By day 30, deaths were reported for 6 of 65 patients (9%) and 10 of 70 patients (14%) in the intervention and control groups, respectively (unadjusted relative risk, 0.65; 95% CI 0.25–1.68; p = 0.36) (Table 2). Invasive ventilation was needed within 30 days from randomization in a total of 27 (42%) and 29 patients (41%) from the intervention and control groups, respectively; in these patients, the median duration of invasive ventilation was increased in the intervention group (14 days, interquartile range 5–28), compared to the control group (6 days, interquartile range 2–13) (unadjusted regression coefficient per one-log increment in duration of ventilation, 0.56; 95% CI 0.11–0.55; p = 0.02) (Table 2). Despite similar analgesia scores in both groups, patients assigned to epidural analgesia had decreased opioid requirements from randomization through day 7 (Additional file 1: Fig. S3 and Table S8). The frequency of abdominal and extra-abdominal complications was high but did not differ between the groups (Table 2 and Additional file 1: Tables S6–S13). There was no obvious between-group difference in surrogates of intolerance to enteral feeding (nausea, vomiting, ileus requiring pro-kinetic therapy, and/or diarrhea) or in caloric intakes through the enteral route during the first week after randomization (Additional file 1: Table S14).

Attenuations of acute systemic inflammation, lung injury, and kidney injury were hypothesized to be part of the beneficial effect of epidural analgesia in acute pancreatitis. However, such effects did not occur (Table 2 and Additional file 1: Fig. S4).

In this trial, there was no difference in ventilator-free days at day 30 between intensive care unit patients with acute pancreatitis receiving thoracic epidural analgesia combined with usual care and those receiving usual care alone. There was no between-group difference in the incidence of acute pancreatitis-related complications, and patients who received epidural analgesia were less likely to receive opioids despite similar between-group analgesia scores. However, the duration of invasive ventilation was higher in the intervention group than in the control group in patients intubated within 30 days from randomization.
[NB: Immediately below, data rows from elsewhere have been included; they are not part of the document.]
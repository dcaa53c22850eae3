//! Detector parameters
//!
//! Every constant the estimators depend on lives here so that tests and
//! callers can tune them. The frequency band searched by the spectral
//! estimator is always derived from the BPM band.

use crate::error::AnalysisError;

/// Closed range of plausible tempi in BPM
#[derive(Debug, Clone, Copy, PartialEq)]
pub struct TempoBand {
    pub min_bpm: f32,
    pub max_bpm: f32,
}

impl Default for TempoBand {
    fn default() -> Self {
        Self {
            min_bpm: 30.0,
            max_bpm: 300.0,
        }
    }
}

impl TempoBand {
    /// Create a validated band
    pub fn new(min_bpm: f32, max_bpm: f32) -> Result<Self, AnalysisError> {
        let band = Self { min_bpm, max_bpm };
        band.validate()?;
        Ok(band)
    }

    fn validate(&self) -> Result<(), AnalysisError> {
        if !(self.min_bpm.is_finite() && self.max_bpm.is_finite()) {
            return Err(AnalysisError::InvalidConfig(format!(
                "tempo band [{}, {}] is not finite",
                self.min_bpm, self.max_bpm
            )));
        }
        if self.min_bpm <= 0.0 || self.min_bpm >= self.max_bpm {
            return Err(AnalysisError::InvalidConfig(format!(
                "tempo band [{:.1}, {:.1}] BPM must satisfy 0 < min < max",
                self.min_bpm, self.max_bpm
            )));
        }
        Ok(())
    }

    /// Whether `bpm` lies inside the band (bounds included)
    pub fn contains(&self, bpm: f32) -> bool {
        bpm >= self.min_bpm && bpm <= self.max_bpm
    }

    /// Lower bound of the band in Hz (beats per second)
    pub fn min_hz(&self) -> f32 {
        self.min_bpm / 60.0
    }

    /// Upper bound of the band in Hz (beats per second)
    pub fn max_hz(&self) -> f32 {
        self.max_bpm / 60.0
    }

    /// Whether a frequency in Hz lies inside the band (bounds included)
    pub fn contains_hz(&self, hz: f32) -> bool {
        hz >= self.min_hz() && hz <= self.max_hz()
    }
}

/// Tempo detector configuration
#[derive(Debug, Clone, Copy, PartialEq)]
pub struct DetectorConfig {
    /// Sample rate the waveform is analysed at, in Hz (default: 22050)
    pub sample_rate: u32,
    /// Samples between consecutive onset envelope frames (default: 512)
    pub hop_length: usize,
    /// Tempo range searched by both estimators (default: 30-300 BPM)
    pub band: TempoBand,
    /// Maximum disagreement in BPM for which the two estimates are averaged (default: 5.0)
    pub agreement_threshold: f32,
    /// Envelope time covered by the autocorrelation lags, in seconds (default: 1.0)
    ///
    /// Lags beyond this window are never searched, so with the default the
    /// autocorrelation estimate cannot go below ~61.5 BPM even though the
    /// band reaches 30 BPM. Raise it to about 2.1 s to cover the whole band.
    pub autocorrelation_secs: f32,
}

impl Default for DetectorConfig {
    fn default() -> Self {
        Self {
            sample_rate: 22050,
            hop_length: 512,
            band: TempoBand::default(),
            agreement_threshold: 5.0,
            autocorrelation_secs: 1.0,
        }
    }
}

impl DetectorConfig {
    /// Check all parameters, returning the first violation found
    pub fn validate(&self) -> Result<(), AnalysisError> {
        if self.sample_rate == 0 {
            return Err(AnalysisError::InvalidConfig(
                "sample rate must be positive".to_string(),
            ));
        }
        if self.hop_length == 0 {
            return Err(AnalysisError::InvalidConfig(
                "hop length must be positive".to_string(),
            ));
        }
        self.band.validate()?;
        if !self.agreement_threshold.is_finite() || self.agreement_threshold < 0.0 {
            return Err(AnalysisError::InvalidConfig(format!(
                "agreement threshold {} must be a non-negative number",
                self.agreement_threshold
            )));
        }
        if !self.autocorrelation_secs.is_finite() || self.autocorrelation_secs <= 0.0 {
            return Err(AnalysisError::InvalidConfig(format!(
                "autocorrelation window {} s must be positive",
                self.autocorrelation_secs
            )));
        }

        // The fastest tempo must still span at least one envelope frame,
        // otherwise lag 0 would be the only lag able to represent it.
        let min_lag = 60.0 * self.frame_rate() / self.band.max_bpm;
        if min_lag < 1.0 {
            return Err(AnalysisError::InvalidConfig(format!(
                "max tempo {:.1} BPM exceeds the envelope resolution ({:.1} BPM at lag 1)",
                self.band.max_bpm,
                self.lag_to_bpm(1)
            )));
        }
        Ok(())
    }

    /// Onset envelope frames per second
    pub fn frame_rate(&self) -> f32 {
        self.sample_rate as f32 / self.hop_length as f32
    }

    /// Frequency in Hz of DFT bin `bin` for an envelope of `len` frames
    pub fn bin_frequency(&self, bin: usize, len: usize) -> f32 {
        bin as f32 * self.frame_rate() / len as f32
    }

    /// Tempo implied by a periodicity of `hz` beats per second
    pub fn hz_to_bpm(&self, hz: f32) -> f32 {
        hz * 60.0
    }

    /// Tempo implied by an autocorrelation lag of `lag` envelope frames
    pub fn lag_to_bpm(&self, lag: usize) -> f32 {
        60.0 / (lag as f32 * self.hop_length as f32 / self.sample_rate as f32)
    }

    /// Number of autocorrelation lags computed, lag 0 included
    ///
    /// 43 with the defaults (lags 0-42).
    pub fn autocorrelation_size(&self) -> usize {
        (self.autocorrelation_secs * self.frame_rate()).floor() as usize
    }

    /// Smallest envelope length from which on both estimators always have
    /// at least one in-band bin or lag to choose from
    ///
    /// Every envelope of this length or longer yields a tempo. With the
    /// defaults this is 10 frames (about 0.23 s of audio).
    pub fn min_envelope_len(&self) -> Result<usize, AnalysisError> {
        self.validate()?;

        let first_lag = (1..self.autocorrelation_size())
            .find(|&lag| self.band.contains(self.lag_to_bpm(lag)))
            .ok_or_else(|| {
                AnalysisError::InvalidConfig("no autocorrelation lag falls in the band".to_string())
            })?;

        if self.band.min_hz() >= self.frame_rate() / 2.0 {
            return Err(AnalysisError::InvalidConfig(format!(
                "min tempo {:.1} BPM is above the envelope Nyquist rate",
                self.band.min_bpm
            )));
        }

        // A lag `k` is only available once the envelope has more than `k` frames.
        // Shorter lengths may still miss the band between two bins, so scan
        // until the bin spacing alone guarantees a bin and remember the last miss.
        let start = (first_lag + 1).max(2);
        let mut min_len = start;
        let mut len = start;
        loop {
            if !self.has_spectral_bin(len) {
                min_len = len + 1;
            }
            if self.spectral_bin_guaranteed(len) {
                return Ok(min_len);
            }
            len += 1;
        }
    }

    fn has_spectral_bin(&self, len: usize) -> bool {
        let first = (self.band.min_hz() * len as f32 / self.frame_rate()).ceil() as usize;
        // Check the neighbours too, rounding can push the boundary bin either way.
        (first.saturating_sub(1)..=first + 1)
            .filter(|&bin| bin < len / 2)
            .any(|bin| self.band.contains_hz(self.bin_frequency(bin, len)))
    }

    /// Whether every length from `len` on has an in-band bin
    ///
    /// The first bin at or above `min_hz` lies less than one spacing above
    /// it, so it is in band when the spacing is below the band width and it
    /// stays clear of the last bin kept (`fr/2 - spacing/2` for odd lengths).
    /// Both conditions only get easier as `len` grows.
    fn spectral_bin_guaranteed(&self, len: usize) -> bool {
        let spacing = self.frame_rate() / len as f32;
        let width = self.band.max_hz() - self.band.min_hz();
        spacing < width && self.band.min_hz() + 1.5 * spacing < self.frame_rate() / 2.0
    }
}
//! Error types for tempo analysis

use thiserror::Error;

/// Errors raised by the tempo estimators and the envelope provider
#[derive(Error, Debug, Clone, PartialEq)]
pub enum AnalysisError {
    /// The input is too short (or otherwise malformed) to yield an in-band tempo
    #[error("Degenerate input: {0}")]
    DegenerateInput(String),
    /// Detector parameters are out of range
    #[error("Invalid configuration: {0}")]
    InvalidConfig(String),
}

/// Errors surfaced by [`crate::TempoDetector`]
///
/// Loader errors are passed through unchanged in `Source`.
#[derive(Error, Debug)]
pub enum DetectError<E> {
    #[error(transparent)]
    Source(E),
    #[error(transparent)]
    Analysis(#[from] AnalysisError),
}
//! Full-screen diagnostic plot of the signals behind a tempo estimate

use std::io::{self, stdout};
use std::time::Duration;

use crossterm::{
    cursor,
    event::{self, Event, KeyCode, KeyEventKind},
    execute,
    terminal::{disable_raw_mode, enable_raw_mode, EnterAlternateScreen, LeaveAlternateScreen},
};
use ratatui::{
    backend::CrosstermBackend,
    buffer::Buffer,
    layout::{Constraint, Layout, Rect},
    text::{Line, Span},
    widgets::{Block, Borders, Paragraph, Widget},
    Terminal,
};
use tempo_analysis::{DetectorConfig, TempoDiagnostics};

use crate::theme::Theme;

/// Characters for vertical bar rendering (8 levels)
const BAR_CHARS: [char; 9] = [' ', '▁', '▂', '▃', '▄', '▅', '▆', '▇', '█'];

/// One plotted signal
pub struct Series<'a> {
    pub title: String,
    pub values: &'a [f32],
    /// Whether each value belongs to the searched tempo band
    pub in_band: Vec<bool>,
    /// Strongest in-band value, first on ties
    pub peak: Option<usize>,
}

impl<'a> Series<'a> {
    fn new(title: String, values: &'a [f32], in_band: Vec<bool>) -> Self {
        let mut peak: Option<usize> = None;
        for (i, &value) in values.iter().enumerate() {
            if in_band[i] && peak.map_or(true, |p| value > values[p]) {
                peak = Some(i);
            }
        }
        Self {
            title,
            values,
            in_band,
            peak,
        }
    }

    /// Onset strength over time; every frame is shown as in band
    pub fn envelope(diagnostics: &'a TempoDiagnostics) -> Self {
        let secs = diagnostics.envelope.len() as f32 / diagnostics.frame_rate;
        let mut series = Self::new(
            format!(" ONSET STRENGTH  0-{:.1}s ", secs),
            &diagnostics.envelope,
            vec![true; diagnostics.envelope.len()],
        );
        series.peak = None;
        series
    }

    /// Envelope magnitude spectrum, in-band bins highlighted
    pub fn spectrum(diagnostics: &'a TempoDiagnostics, config: &DetectorConfig) -> Self {
        let in_band = diagnostics
            .frequencies
            .iter()
            .map(|&hz| config.band.contains_hz(hz))
            .collect();
        let mut series = Self::new(String::new(), &diagnostics.magnitudes, in_band);
        series.title = match series.peak {
            Some(bin) => format!(
                " SPECTRUM  peak {:.2} Hz = {:.1} BPM ",
                diagnostics.frequencies[bin],
                config.hz_to_bpm(diagnostics.frequencies[bin])
            ),
            None => " SPECTRUM ".to_string(),
        };
        series
    }

    /// Autocorrelation by lag, in-band lags highlighted
    pub fn autocorrelation(diagnostics: &'a TempoDiagnostics, config: &DetectorConfig) -> Self {
        let in_band = (0..diagnostics.autocorrelation.len())
            .map(|lag| lag > 0 && config.band.contains(config.lag_to_bpm(lag)))
            .collect();
        let mut series = Self::new(String::new(), &diagnostics.autocorrelation, in_band);
        series.title = match series.peak {
            Some(lag) => format!(
                " AUTOCORRELATION  peak lag {} = {:.1} BPM ",
                lag,
                config.lag_to_bpm(lag)
            ),
            None => " AUTOCORRELATION ".to_string(),
        };
        series
    }

    /// Scale that maps the largest in-band value to full height
    fn scale(&self) -> f32 {
        let in_band_max = self
            .values
            .iter()
            .zip(&self.in_band)
            .filter(|(_, in_band)| **in_band)
            .map(|(&v, _)| v)
            .fold(0.0f32, f32::max);
        let max = if in_band_max > 0.0 {
            in_band_max
        } else {
            self.values.iter().copied().fold(0.0f32, f32::max)
        };
        if max > 0.0 {
            1.0 / max
        } else {
            0.0
        }
    }
}

/// Bar chart of one [`Series`], one column per group of values
pub struct SignalWidget<'a> {
    series: &'a Series<'a>,
    theme: &'a Theme,
}

impl<'a> SignalWidget<'a> {
    pub fn new(series: &'a Series<'a>, theme: &'a Theme) -> Self {
        Self { series, theme }
    }

    /// Full height bar, bottom row first
    fn render_bar(magnitude: f32, height: u16) -> Vec<char> {
        let total_levels = (magnitude.clamp(0.0, 1.0) * 8.0 * height as f32) as usize;
        let full_blocks = total_levels / 8;
        let partial = total_levels % 8;

        (0..height as usize)
            .map(|row| {
                if row < full_blocks {
                    '█'
                } else if row == full_blocks && partial > 0 {
                    BAR_CHARS[partial]
                } else {
                    ' '
                }
            })
            .collect()
    }
}

impl Widget for SignalWidget<'_> {
    fn render(self, area: Rect, buf: &mut Buffer) {
        let block = Block::default()
            .borders(Borders::ALL)
            .border_style(self.theme.border())
            .title(Span::styled(self.series.title.as_str(), self.theme.title()));

        let inner = block.inner(area);
        block.render(area, buf);

        let n = self.series.values.len();
        if inner.height < 1 || inner.width < 1 || n == 0 {
            return;
        }

        let width = inner.width as usize;
        let columns = width.min(n);
        let scale = self.series.scale();

        for column in 0..columns {
            // Each column shows the largest value of its group
            let start = column * n / columns;
            let end = ((column + 1) * n / columns).max(start + 1).min(n);
            let group = start..end;

            let magnitude = self.series.values[group.clone()]
                .iter()
                .copied()
                .fold(0.0f32, f32::max)
                * scale;
            let in_band = self.series.in_band[group.clone()].iter().any(|&b| b);
            let is_peak = self.series.peak.is_some_and(|p| group.contains(&p));
            let style = self.theme.bar_style(in_band, is_peak);

            let x = inner.x + column as u16;
            let bar = Self::render_bar(magnitude, inner.height);
            for (row, &ch) in bar.iter().enumerate() {
                if ch == ' ' {
                    continue;
                }
                let y = inner.y + inner.height - 1 - row as u16;
                buf[(x, y)].set_char(ch).set_style(style);
            }
        }
    }
}

/// Runs the wrapped closure when dropped
struct RestoreOnDrop<F: FnMut()>(F);

impl<F: FnMut()> Drop for RestoreOnDrop<F> {
    fn drop(&mut self) {
        (self.0)()
    }
}

fn restore_terminal() {
    let restored = disable_raw_mode()
        .and_then(|_| execute!(stdout(), LeaveAlternateScreen, cursor::Show));
    if let Err(e) = restored {
        tracing::warn!("Failed to restore terminal: {}", e);
    }
}

/// Show the plot until `q` or `Esc` is pressed
pub fn show(diagnostics: &TempoDiagnostics, bpm: f32, config: &DetectorConfig) -> anyhow::Result<()> {
    enable_raw_mode()?;
    // Leaves raw mode on every exit path from here on, setup failures included
    let _restore = RestoreOnDrop(restore_terminal);

    let mut stdout = stdout();
    execute!(stdout, EnterAlternateScreen)?;
    let backend = CrosstermBackend::new(stdout);
    let mut terminal = Terminal::new(backend)?;
    terminal.clear()?;

    run(&mut terminal, diagnostics, bpm, config)
}

fn run(
    terminal: &mut Terminal<CrosstermBackend<io::Stdout>>,
    diagnostics: &TempoDiagnostics,
    bpm: f32,
    config: &DetectorConfig,
) -> anyhow::Result<()> {
    let theme = Theme::default();
    let band = config.band;
    let envelope = Series::envelope(diagnostics);
    let spectrum = Series::spectrum(diagnostics, config);
    let autocorrelation = Series::autocorrelation(diagnostics, config);

    loop {
        terminal.draw(|frame| {
            let [header, top, middle, bottom] = Layout::vertical([
                Constraint::Length(1),
                Constraint::Ratio(1, 3),
                Constraint::Ratio(1, 3),
                Constraint::Ratio(1, 3),
            ])
            .areas(frame.area());

            let title = Line::from(vec![
                Span::styled(format!(" {:.2} BPM ", bpm), theme.title()),
                Span::styled(
                    format!(
                        " band {:.0}-{:.0} BPM | {:.2} frames/s | q to quit",
                        band.min_bpm, band.max_bpm, diagnostics.frame_rate
                    ),
                    theme.normal(),
                ),
            ]);
            frame.render_widget(Paragraph::new(title), header);
            frame.render_widget(SignalWidget::new(&envelope, &theme), top);
            frame.render_widget(SignalWidget::new(&spectrum, &theme), middle);
            frame.render_widget(SignalWidget::new(&autocorrelation, &theme), bottom);
        })?;

        if event::poll(Duration::from_millis(250))? {
            if let Event::Key(key) = event::read()? {
                if key.kind == KeyEventKind::Press
                    && matches!(key.code, KeyCode::Char('q') | KeyCode::Esc)
                {
                    return Ok(());
                }
            }
        }
    }
}

#[cfg(test)]
mod tests {
    use super::*;
    use std::cell::Cell;

    fn diagnostics() -> TempoDiagnostics {
        // 10 s of envelope at ~43 frames/s; a 2 Hz spectral peak and a lag 21 ACF peak
        let frame_rate = 22050.0 / 512.0;
        let len = 430;
        let frequencies: Vec<f32> = (0..len / 2)
            .map(|i| i as f32 * frame_rate / len as f32)
            .collect();
        let mut magnitudes = vec![1.0; len / 2];
        magnitudes[0] = 100.0;
        magnitudes[20] = 10.0;
        let mut autocorrelation = vec![1.0; 43];
        autocorrelation[0] = 50.0;
        autocorrelation[21] = 8.0;

        TempoDiagnostics {
            frame_rate,
            envelope: vec![0.5; len],
            frequencies,
            magnitudes,
            autocorrelation,
        }
    }

    #[test]
    fn test_spectrum_peak_ignores_out_of_band_bins() {
        let diagnostics = diagnostics();
        let series = Series::spectrum(&diagnostics, &DetectorConfig::default());
        assert_eq!(series.peak, Some(20));
        assert!(!series.in_band[0]);
        assert!(series.title.contains("BPM"));
    }

    #[test]
    fn test_autocorrelation_peak_skips_lag_zero() {
        let diagnostics = diagnostics();
        let series = Series::autocorrelation(&diagnostics, &DetectorConfig::default());
        assert_eq!(series.peak, Some(21));
        assert!(!series.in_band[0]);
        // Lags below 9 are faster than 300 BPM
        assert!(!series.in_band[8]);
        assert!(series.in_band[9]);
    }

    #[test]
    fn test_autocorrelation_title_matches_lag_tempo() {
        let diagnostics = diagnostics();
        let config = DetectorConfig::default();
        let series = Series::autocorrelation(&diagnostics, &config);
        let expected = format!("{:.1} BPM", config.lag_to_bpm(21));
        assert!(series.title.contains(&expected), "{}", series.title);
    }

    #[test]
    fn test_restore_runs_when_setup_fails() {
        let restored = Cell::new(0);
        let enter_screen = || -> io::Result<()> { Err(io::Error::other("no terminal")) };
        let setup = || -> io::Result<()> {
            let _restore = RestoreOnDrop(|| restored.set(restored.get() + 1));
            enter_screen()?;
            Ok(())
        };

        assert!(setup().is_err());
        assert_eq!(restored.get(), 1);
    }

    #[test]
    fn test_render_bar_levels() {
        assert_eq!(SignalWidget::render_bar(0.0, 3), vec![' ', ' ', ' ']);
        assert_eq!(SignalWidget::render_bar(1.0, 2), vec!['█', '█']);
        assert_eq!(SignalWidget::render_bar(0.5, 2), vec!['█', ' ']);
    }

    #[test]
    fn test_peak_column_reaches_top() {
        let diagnostics = diagnostics();
        let series = Series::autocorrelation(&diagnostics, &DetectorConfig::default());
        let theme = Theme::default();
        let area = Rect::new(0, 0, 45, 6);
        let mut buf = Buffer::empty(area);
        SignalWidget::new(&series, &theme).render(area, &mut buf);

        // 43 lags fit one per column inside the border
        let top = 1;
        assert_eq!(buf[(1 + 21, top)].symbol(), "█");
        assert_eq!(buf[(1 + 21, top)].fg, theme.highlight);
        assert_eq!(buf[(1 + 30, top)].symbol(), " ");
    }
}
Our trial did not confirm the hypothesized benefits of epidural analgesia. In animal models of acute pancreatitis, epidural analgesia improved arterial oxygenation, decreased systemic inflammation and liver injury, increased gut barrier function, and improved splanchnic, pancreatic, and renal perfusion [22,23,24,25,26,27]. There was an important mortality reduction with epidural analgesia in two studies in rats and pigs [23, 26], as well as in one retrospective clinical study [15]. However, two small, randomized trials including patients with severe acute pancreatitis found no significant differences in mortality or other clinical outcomes between patients treated with epidural analgesia and those who were not [16, 28].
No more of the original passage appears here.